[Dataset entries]

//! Periodic pool price collection
//!
//! One round walks the configured pools in order: fetch the object state,
//! decode it, convert the square-root price and append a sample. A failing pool
//! is recorded in the round report and the round moves on. Pools are spaced by
//! a fixed delay, which is the only rate limit against the RPC node.

mod report;
mod status;

pub use report::{CollectionReport, PoolOutcome, PoolReport};
pub use status::CollectorStatus;

use crate::config::{Config, PoolConfig};
use crate::errors::{CollectError, RpcError};
use crate::logger::{self, LogTag};
use crate::pool_price::{decode_pool_fields, PriceConverter};
use crate::rpc::PoolStateReader;
use crate::store::{PriceSample, SampleStore};
use chrono::Utc;
use std::sync::Arc;
use tokio::sync::{Notify, RwLock};
use tokio::time::{interval, sleep, Duration, MissedTickBehavior};

#[derive(Debug, Clone, PartialEq)]
pub struct CollectorSettings {
    /// Period between round starts
    pub interval: Duration,
    /// Pause between two consecutive pools
    pub pool_delay: Duration,
    /// Upper bound on a single pool fetch
    pub fetch_timeout: Duration,
    /// Samples older than this are pruned after each round
    pub retention: Option<chrono::Duration>,
}

impl Default for CollectorSettings {
    fn default() -> Self {
        Self {
            interval: Duration::from_secs(60),
            pool_delay: Duration::from_millis(1000),
            fetch_timeout: Duration::from_secs(10),
            retention: None,
        }
    }
}

impl CollectorSettings {
    pub fn from_config(config: &Config) -> Self {
        let retention = match config.database.retention_days {
            0 => None,
            days => Some(chrono::Duration::days(i64::from(days))),
        };

        Self {
            interval: Duration::from_secs(config.collector.interval_secs),
            pool_delay: Duration::from_millis(config.collector.pool_delay_ms),
            fetch_timeout: Duration::from_secs(config.rpc.timeout_secs),
            retention,
        }
    }
}

pub struct Collector {
    pools: Vec<PoolConfig>,
    reader: Arc<dyn PoolStateReader>,
    store: Arc<dyn SampleStore>,
    settings: CollectorSettings,
    status: RwLock<CollectorStatus>,
}

impl Collector {
    pub fn new(
        pools: Vec<PoolConfig>,
        reader: Arc<dyn PoolStateReader>,
        store: Arc<dyn SampleStore>,
        settings: CollectorSettings,
    ) -> Self {
        Self {
            pools,
            reader,
            store,
            settings,
            status: RwLock::new(CollectorStatus::default()),
        }
    }

    pub fn pools(&self) -> &[PoolConfig] {
        &self.pools
    }

    /// Snapshot of the health published after the last round
    pub async fn status(&self) -> CollectorStatus {
        self.status.read().await.clone()
    }

    /// Run one round over every pool; never fails
    pub async fn run_once(&self) -> CollectionReport {
        let started_at = Utc::now();
        let mut pools = Vec::with_capacity(self.pools.len());

        for (index, pool) in self.pools.iter().enumerate() {
            let result = self.collect_pool(pool).await;

            match &result {
                Ok(price) => logger::debug(
                    LogTag::Collector,
                    &format!("{} ({}): price {}", pool.name, pool.address, price),
                ),
                Err(e) => logger::warning(
                    LogTag::Collector,
                    &format!("{} ({}) failed at {}: {}", pool.name, pool.address, e.stage(), e),
                ),
            }

            pools.push(PoolReport {
                address: pool.address.clone(),
                name: pool.name.clone(),
                outcome: PoolOutcome::from(result),
            });

            if index + 1 < self.pools.len() && !self.settings.pool_delay.is_zero() {
                sleep(self.settings.pool_delay).await;
            }
        }

        let report = CollectionReport {
            started_at,
            finished_at: Utc::now(),
            pools,
        };

        self.status.write().await.record(&report);
        self.prune_expired();

        report
    }

    async fn collect_pool(&self, pool: &PoolConfig) -> Result<f64, CollectError> {
        let fetch = self.reader.get_object_state(&pool.address);
        let fields = match tokio::time::timeout(self.settings.fetch_timeout, fetch).await {
            Ok(result) => result?,
            Err(_) => {
                return Err(RpcError::Transient(format!(
                    "fetch timed out after {}ms",
                    self.settings.fetch_timeout.as_millis()
                ))
                .into())
            }
        };
        let sampled_at = Utc::now();

        let state = decode_pool_fields(&fields)?;
        logger::verbose(
            LogTag::Collector,
            &format!(
                "{}: sqrt_price={} liquidity={:?} tick={:?}",
                pool.name, state.sqrt_price_x64, state.liquidity, state.tick_index
            ),
        );

        let price = PriceConverter::convert(
            state.sqrt_price_x64,
            pool.token_a_decimals,
            pool.token_b_decimals,
        )?;

        let sample = PriceSample::new(&pool.address, &pool.token_name(), price, sampled_at);
        self.store.insert_sample(&sample)?;

        Ok(price)
    }

    fn prune_expired(&self) {
        let Some(retention) = self.settings.retention else {
            return;
        };

        let Some(cutoff) = Utc::now().checked_sub_signed(retention) else {
            logger::warning(
                LogTag::Store,
                &format!("Retention of {} days is out of range, pruning skipped", retention.num_days()),
            );
            return;
        };

        match self.store.prune_before(cutoff) {
            Ok(0) => {}
            Ok(deleted) => logger::debug(
                LogTag::Store,
                &format!("Pruned {} samples older than {}", deleted, cutoff),
            ),
            Err(e) => logger::warning(LogTag::Store, &format!("Pruning failed: {}", e)),
        }
    }

    /// Collection loop: a round at start, then one per period until shutdown
    ///
    /// Rounds are awaited inline, so they never overlap. Ticks missed by an
    /// overrunning round are skipped. Shutdown is observed between rounds.
    pub async fn run(self: Arc<Self>, shutdown: Arc<Notify>) {
        let period = self.settings.interval.max(Duration::from_millis(1));
        let mut tick = interval(period);
        tick.set_missed_tick_behavior(MissedTickBehavior::Skip);

        logger::info(
            LogTag::Collector,
            &format!(
                "Collector started ({} pools, interval={}s, pool_delay={}ms)",
                self.pools.len(),
                period.as_secs(),
                self.settings.pool_delay.as_millis()
            ),
        );

        loop {
            tokio::select! {
                _ = shutdown.notified() => {
                    logger::info(LogTag::Collector, "Collector shutting down");
                    break;
                }
                _ = tick.tick() => {
                    let report = self.run_once().await;
                    if report.failed() > 0 {
                        logger::warning(LogTag::Collector, &format!("Round finished: {}", report.summary()));
                    } else {
                        logger::info(LogTag::Collector, &format!("Round finished: {}", report.summary()));
                    }
                }
            }
        }
    }
}
/// Centralized argument handling
///
/// Stores the process arguments once so any module can check flags without
/// threading them through constructors. Binaries and tests can override the
/// stored arguments with `set_cmd_args`.
use once_cell::sync::Lazy;
use std::env;
use std::sync::Mutex;

/// Global command-line arguments storage
pub static CMD_ARGS: Lazy<Mutex<Vec<String>>> = Lazy::new(|| Mutex::new(env::args().collect()));

/// Sets the global command-line arguments
pub fn set_cmd_args(args: Vec<String>) {
    if let Ok(mut cmd_args) = CMD_ARGS.lock() {
        *cmd_args = args;
    }
}

/// Gets a copy of the current command-line arguments
pub fn get_cmd_args() -> Vec<String> {
    match CMD_ARGS.lock() {
        Ok(args) => args.clone(),
        Err(_) => env::args().collect(),
    }
}

/// Checks if a specific argument is present in the command line
pub fn has_arg(arg: &str) -> bool {
    get_cmd_args().iter().any(|a| a == arg)
}

/// Gets the value following a flag, supporting both `--flag value` and `--flag=value`
pub fn get_arg_value(flag: &str) -> Option<String> {
    let args = get_cmd_args();
    let prefix = format!("{}=", flag);
    for (i, arg) in args.iter().enumerate() {
        if arg == flag && i + 1 < args.len() {
            return Some(args[i + 1].clone());
        }
        if let Some(value) = arg.strip_prefix(&prefix) {
            return Some(value.to_string());
        }
    }
    None
}

// =============================================================================
// FLAGS
// =============================================================================

pub fn is_help_requested() -> bool {
    has_arg("--help") || has_arg("-h")
}

/// Run a single collection round, print the report and exit
pub fn is_collect_once_enabled() -> bool {
    has_arg("--collect-once")
}

/// Serve the API without starting the collector
pub fn is_api_only_enabled() -> bool {
    has_arg("--api-only")
}

/// Config file path override
pub fn get_config_path() -> Option<String> {
    get_arg_value("--config")
}

/// Print usage to stdout
pub fn print_help() {
    println!("poolcandles - on-chain pool price collector and OHLCV API");
    println!();
    println!("USAGE:");
    println!("    poolcandles [OPTIONS]");
    println!();
    println!("OPTIONS:");
    println!("    --config <PATH>       Config file (default: data/config.toml)");
    println!("    --collect-once        Run one collection round and exit");
    println!("    --api-only            Serve the API without collecting");
    println!("    --debug-<module>      Debug logs for collector, rpc, store, ohlcv, webserver, config");
    println!("    --debug-all           Debug logs for every module");
    println!("    --verbose             Verbose logs");
    println!("    --quiet               Only warnings and errors");
    println!("    --no-log-file         Do not write logs/poolcandles.log");
    println!("    -h, --help            Print this help");
}
/// Pool state decoder
///
/// Turns the Move object field map returned by the RPC reader into a
/// [`RawPoolState`]. Sui JSON encodes u128/u64 as strings, small integers as
/// numbers, and signed integers as `I32 { bits }` structs in two's complement.
use super::types::RawPoolState;
use crate::errors::CollectError;
use serde_json::Value;

/// Field names carrying the square-root price, in lookup order
const SQRT_PRICE_FIELDS: &[&str] = &["current_sqrt_price", "sqrt_price"];
const TICK_INDEX_FIELDS: &[&str] = &["current_tick_index", "tick_current_index"];

pub fn decode_pool_fields(fields: &Value) -> Result<RawPoolState, CollectError> {
    let map = fields.as_object().ok_or_else(|| {
        CollectError::MalformedState(format!("pool fields are not an object: {}", type_name(fields)))
    })?;

    let sqrt_value = SQRT_PRICE_FIELDS
        .iter()
        .find_map(|name| map.get(*name))
        .ok_or_else(|| {
            CollectError::MalformedState(format!(
                "missing sqrt price field (expected one of {:?})",
                SQRT_PRICE_FIELDS
            ))
        })?;

    let sqrt_price_x64 = parse_u128(sqrt_value)
        .ok_or_else(|| CollectError::MalformedState(format!("unparsable sqrt price: {}", sqrt_value)))?;

    let tick_index = TICK_INDEX_FIELDS
        .iter()
        .find_map(|name| map.get(*name))
        .and_then(parse_i32);

    Ok(RawPoolState {
        sqrt_price_x64,
        liquidity: map.get("liquidity").and_then(parse_u128),
        tick_index,
        fee_growth_global_a: map.get("fee_growth_global_a").and_then(parse_u128),
        fee_growth_global_b: map.get("fee_growth_global_b").and_then(parse_u128),
    })
}

/// Parse an unsigned integer encoded as a JSON string or number
fn parse_u128(value: &Value) -> Option<u128> {
    match value {
        Value::String(s) => s.trim().parse::<u128>().ok(),
        Value::Number(n) => n.as_u64().map(u128::from),
        _ => None,
    }
}

/// Parse a signed 32-bit integer, plain or wrapped as a Move `I32 { bits }`
fn parse_i32(value: &Value) -> Option<i32> {
    match value {
        Value::Number(n) => n.as_i64().and_then(|v| i32::try_from(v).ok()),
        Value::String(s) => s.trim().parse::<i32>().ok(),
        Value::Object(obj) => {
            let bits = obj
                .get("fields")
                .and_then(|f| f.get("bits"))
                .or_else(|| obj.get("bits"))?;
            let bits = parse_u128(bits)?;
            u32::try_from(bits).ok().map(|b| b as i32)
        }
        _ => None,
    }
}

fn type_name(value: &Value) -> &'static str {
    match value {
        Value::Null => "null",
        Value::Bool(_) => "bool",
        Value::Number(_) => "number",
        Value::String(_) => "string",
        Value::Array(_) => "array",
        Value::Object(_) => "object",
    }
}

#[cfg(test)]
mod tests {
    use super::*;
    use serde_json::json;

    #[test]
    fn test_decode_full_pool() {
        let fields = json!({
            "current_sqrt_price": "18446744073709551616",
            "liquidity": "123456789",
            "current_tick_index": { "type": "0x1::i32::I32", "fields": { "bits": 4294967286u64 } },
            "fee_growth_global_a": "10",
            "fee_growth_global_b": 20,
            "tick_spacing": 60
        });

        let state = decode_pool_fields(&fields).unwrap();
        assert_eq!(state.sqrt_price_x64, 1u128 << 64);
        assert_eq!(state.liquidity, Some(123_456_789));
        assert_eq!(state.tick_index, Some(-10));
        assert_eq!(state.fee_growth_global_a, Some(10));
        assert_eq!(state.fee_growth_global_b, Some(20));
    }

    #[test]
    fn test_alternate_field_names() {
        let fields = json!({
            "sqrt_price": "36893488147419103232",
            "tick_current_index": 42
        });

        let state = decode_pool_fields(&fields).unwrap();
        assert_eq!(state.sqrt_price_x64, 2u128 << 64);
        assert_eq!(state.tick_index, Some(42));
        assert_eq!(state.liquidity, None);
    }

    #[test]
    fn test_missing_sqrt_price_is_malformed() {
        let err = decode_pool_fields(&json!({ "liquidity": "1" })).unwrap_err();
        assert!(matches!(err, CollectError::MalformedState(_)));

        let err = decode_pool_fields(&json!({ "current_sqrt_price": "not-a-number" })).unwrap_err();
        assert!(matches!(err, CollectError::MalformedState(_)));

        let err = decode_pool_fields(&json!(["current_sqrt_price"])).unwrap_err();
        assert!(matches!(err, CollectError::MalformedState(_)));
    }
}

# WHAT THE TASK ASKS
Going through the entries above, show each line that contains "sleep".

# SOLUTION FOR THIS EXERCISE
use tokio::time::{interval, sleep, Duration, MissedTickBehavior};
                sleep(self.settings.pool_delay).await;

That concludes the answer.